Relator propõe duas alíquotas para o ICMS

O relator do projeto que unifica o ICMS, senador Delcídio Amaral (PT-MS), surpreendeu ontem ao propor duas alíquotas do tributo, até 2025, esquentando a guerra fiscal. Afirmou contar com o aval do Ministério da Fazenda.

A principal inovação é a alíquota interestadual de 7% para os produtos industrializados nas Regiões Norte, Nordeste e Centro-Oeste, além do Estado do Espírito Santo. Os demais estados ficam com alíquota de 4%.

O senador Delcídio Amaral indicou que poderá aceitar a adoção de alíquota diferenciada do ICMS em operações realizadas por meio de beneficiamento agrícola. Ele sinalizou que a mudança deverá ter parâmetros semelhantes ao que propôs para os produtos industrializados.

Não há, porém, mínimas chances de consenso sobre a matéria. Houve pedido de vista coletivo para o projeto do governo, que estabelece a unificação da alíquota em 4%. Dessa forma, a votação do parecer só ocorrerá na reunião da CAE da próxima semana.

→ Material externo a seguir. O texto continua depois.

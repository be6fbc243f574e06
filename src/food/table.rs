//! Static nutrition table
//!
//! A small fixed lookup table of per-100g nutrition records plus standard
//! portion masses. Loaded once at startup and never mutated. Iteration
//! order is insertion order, which keeps matcher tie-breaking
//! deterministic.

use std::collections::HashMap;

use crate::models::{GiLevel, NutritionRecord};

/// The nutrition lookup table
#[derive(Debug, Clone)]
pub struct FoodTable {
    records: Vec<NutritionRecord>,
    index: HashMap<String, usize>,
    portions: HashMap<String, f64>,
    default_key: Option<String>,
}

impl FoodTable {
    /// Create an empty table (useful for tests and custom tables)
    pub fn empty() -> Self {
        Self {
            records: Vec::new(),
            index: HashMap::new(),
            portions: HashMap::new(),
            default_key: None,
        }
    }

    /// Insert a record, optionally with a standard portion mass in grams
    ///
    /// Names are normalized to lowercase. Re-inserting an existing name
    /// replaces the record but keeps its position in iteration order.
    pub fn insert(&mut self, mut record: NutritionRecord, standard_portion: Option<f64>) {
        record.name = record.name.trim().to_lowercase();
        let name = record.name.clone();
        match self.index.get(&name) {
            Some(&pos) => self.records[pos] = record,
            None => {
                self.index.insert(name.clone(), self.records.len());
                self.records.push(record);
            }
        }
        if let Some(grams) = standard_portion {
            self.portions.insert(name, grams);
        }
    }

    /// Designate the explicit last-resort fallback entry for the matcher
    pub fn set_default(&mut self, key: &str) {
        self.default_key = Some(key.trim().to_lowercase());
    }

    /// Look up a record by canonical name (case-insensitive)
    pub fn get(&self, name: &str) -> Option<&NutritionRecord> {
        self.index
            .get(&name.trim().to_lowercase())
            .map(|&pos| &self.records[pos])
    }

    pub fn contains(&self, name: &str) -> bool {
        self.get(name).is_some()
    }

    /// All records in insertion order
    pub fn records(&self) -> &[NutritionRecord] {
        &self.records
    }

    /// Standard portion mass in grams for a canonical food, if known
    pub fn standard_portion(&self, name: &str) -> Option<f64> {
        self.portions.get(&name.trim().to_lowercase()).copied()
    }

    /// The designated default record, falling back to the first entry
    ///
    /// Returns None only for an empty table.
    pub fn default_record(&self) -> Option<&NutritionRecord> {
        self.default_key
            .as_deref()
            .and_then(|key| self.get(key))
            .or_else(|| self.records.first())
    }

    pub fn len(&self) -> usize {
        self.records.len()
    }

    pub fn is_empty(&self) -> bool {
        self.records.is_empty()
    }

    /// The built-in 20-entry table with standard portions
    pub fn builtin() -> Self {
        let mut table = Self::empty();
        let entries: [(&str, f64, f64, f64, f64, f64, GiLevel, f64); 20] = [
            // name, carbs, calories, protein, fat, fiber, gi, standard portion (g)
            ("apple", 14.0, 52.0, 0.3, 0.2, 2.4, GiLevel::Low, 150.0),
            ("banana", 23.0, 89.0, 1.1, 0.3, 2.6, GiLevel::Medium, 120.0),
            ("orange", 12.0, 47.0, 0.9, 0.1, 2.4, GiLevel::Low, 150.0),
            ("pizza", 33.0, 266.0, 11.0, 10.0, 2.5, GiLevel::High, 100.0),
            ("burger", 40.0, 354.0, 20.0, 17.0, 3.0, GiLevel::High, 250.0),
            ("rice", 28.0, 130.0, 2.7, 0.3, 0.4, GiLevel::High, 150.0),
            ("pasta", 25.0, 131.0, 5.0, 1.1, 1.8, GiLevel::Medium, 140.0),
            ("bread", 14.0, 74.0, 2.6, 1.0, 1.3, GiLevel::High, 30.0),
            ("salad", 3.0, 20.0, 1.2, 0.2, 1.8, GiLevel::Low, 150.0),
            ("chicken", 0.0, 165.0, 31.0, 3.6, 0.0, GiLevel::Low, 85.0),
            ("fish", 0.0, 136.0, 22.0, 5.0, 0.0, GiLevel::Low, 85.0),
            ("steak", 0.0, 271.0, 26.0, 19.0, 0.0, GiLevel::Low, 85.0),
            ("broccoli", 6.0, 34.0, 2.8, 0.4, 2.6, GiLevel::Low, 90.0),
            ("carrot", 10.0, 41.0, 0.9, 0.2, 2.8, GiLevel::Medium, 70.0),
            ("potato", 17.0, 77.0, 2.0, 0.1, 2.2, GiLevel::High, 150.0),
            ("yogurt", 7.0, 59.0, 3.5, 3.3, 0.0, GiLevel::Low, 150.0),
            ("cheese", 1.3, 402.0, 25.0, 33.0, 0.0, GiLevel::Low, 30.0),
            ("egg", 0.6, 155.0, 13.0, 11.0, 0.0, GiLevel::Low, 50.0),
            ("chocolate", 60.0, 546.0, 4.9, 31.0, 7.0, GiLevel::Medium, 40.0),
            ("ice cream", 24.0, 207.0, 3.5, 11.0, 0.5, GiLevel::Medium, 65.0),
        ];

        for (name, carbs, calories, protein, fat, fiber, gi, portion) in entries {
            table.insert(
                NutritionRecord {
                    name: name.to_string(),
                    carbs,
                    calories,
                    protein,
                    fat,
                    fiber,
                    gi,
                },
                Some(portion),
            );
        }

        // Explicit last-resort fallback (first insertion, made deterministic)
        table.set_default("apple");
        table
    }
}

#[cfg(test)]
mod tests {
    use super::*;

    #[test]
    fn test_builtin_table_contents() {
        let table = FoodTable::builtin();
        assert_eq!(table.len(), 20);

        let apple = table.get("apple").unwrap();
        assert_eq!(apple.carbs, 14.0);
        assert_eq!(apple.calories, 52.0);
        assert_eq!(apple.gi, GiLevel::Low);

        assert_eq!(table.standard_portion("bread"), Some(30.0));
        assert_eq!(table.standard_portion("ice cream"), Some(65.0));
        assert_eq!(table.standard_portion("no such food"), None);
    }

    #[test]
    fn test_lookup_is_case_insensitive() {
        let table = FoodTable::builtin();
        assert!(table.contains("Apple"));
        assert!(table.contains("  ICE CREAM "));
        assert!(!table.contains("sushi"));
    }

    #[test]
    fn test_default_record_is_designated() {
        let table = FoodTable::builtin();
        assert_eq!(table.default_record().unwrap().name, "apple");

        let mut custom = FoodTable::empty();
        custom.insert(
            NutritionRecord {
                name: "lentils".to_string(),
                carbs: 20.0,
                calories: 116.0,
                protein: 9.0,
                fat: 0.4,
                fiber: 7.9,
                gi: GiLevel::Low,
            },
            None,
        );
        // No designated default: first entry stands in
        assert_eq!(custom.default_record().unwrap().name, "lentils");
        assert!(FoodTable::empty().default_record().is_none());
    }

    #[test]
    fn test_insertion_order_is_preserved() {
        let table = FoodTable::builtin();
        assert_eq!(table.records()[0].name, "apple");
        assert_eq!(table.records()[19].name, "ice cream");
    }
}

Antes da decisão, o senador Ricardo Ferraço (PMDB-ES) tentou evitar que a apreciação do projeto de resolução continuasse em tramitação na CAE. No entendimento de Ferraço, o projeto teria que ser apreciado antes pela Comissão de Constituição e Justiça (CCJ) do Senado. A questão de ordem levantada por Ferraço foi rejeitada pelos senadores da Comissão.

O senador Lindbergh Farias (PT-RJ) preferiu atender o pedido coletivo de vista.

O senador Delcídio do Amaral disse que foi convencido a desistir da alíquota única de 4%, sugerida pelo governo, e propôs duas alíquotas interestaduais: de 4% e de 7%.

Pela proposta, a alíquota de 7% será “carimbada” para os produtos industriais que saem das Regiões Norte, Nordeste e Centro-Oeste para as outras duas regiões do País. Os demais produtos das três regiões mais pobres do Brasil terão alíquota interestadual de 4%.

Delcídio manteve ainda a alíquota interestadual de 12% para os produtos originários da Zona Franca de Manaus e para o gás natural, como está na proposta original do governo. Ele manteve essas duas exceções “com aperfeiçoamentos”, como disse.

Alíquotas

Como regra geral, o substitutivo de Delcídio estabelece um cronograma para a redução da alíquota interestadual de 12%, praticada pelos estados emergentes (norte, nordeste e centro-oeste), de um ponto percentual por ano, a partir de 2014, até 2021, quando chegaria a 4%. Quando os produtos saírem das Regiões Sul e Sudeste para as Regiões Norte, Nordeste e Centro-Oeste e ao Estado do Espírito Santo, a alíquota atual de 7% seria reduzida, também em um ponto percentual por ano, a partir de 2014, até chegar a 4% em 2016.

No caso de mercadorias e bens que forem produzidos em conformidade com o “Processo Produtivo Básico” nas Regiões Norte, Nordeste e Centro-Oeste e no Espírito Santo, a alíquota interestadual será reduzida dos atuais 12%, em um ponto percentual por ano, a partir de 2014, até chegar a 7% em 2018. O mesmo arranjo vale para os produtos agropecuários dessas regiões.

O substitutivo atribui à União poder de definir o que é “Processo Produtivo Básico”. Sem essa definição, serão considerados produzidos na região os produtos resultantes de industrialização nas modalidades de transformação ou montagem.

Pedido coletivo

O presidente da CAE, senador Lindbergh Farias, pretende colocar o relatório em votação na semana que vem e, até que isso aconteça, continua aberto o prazo para apresentação de emendas à proposta.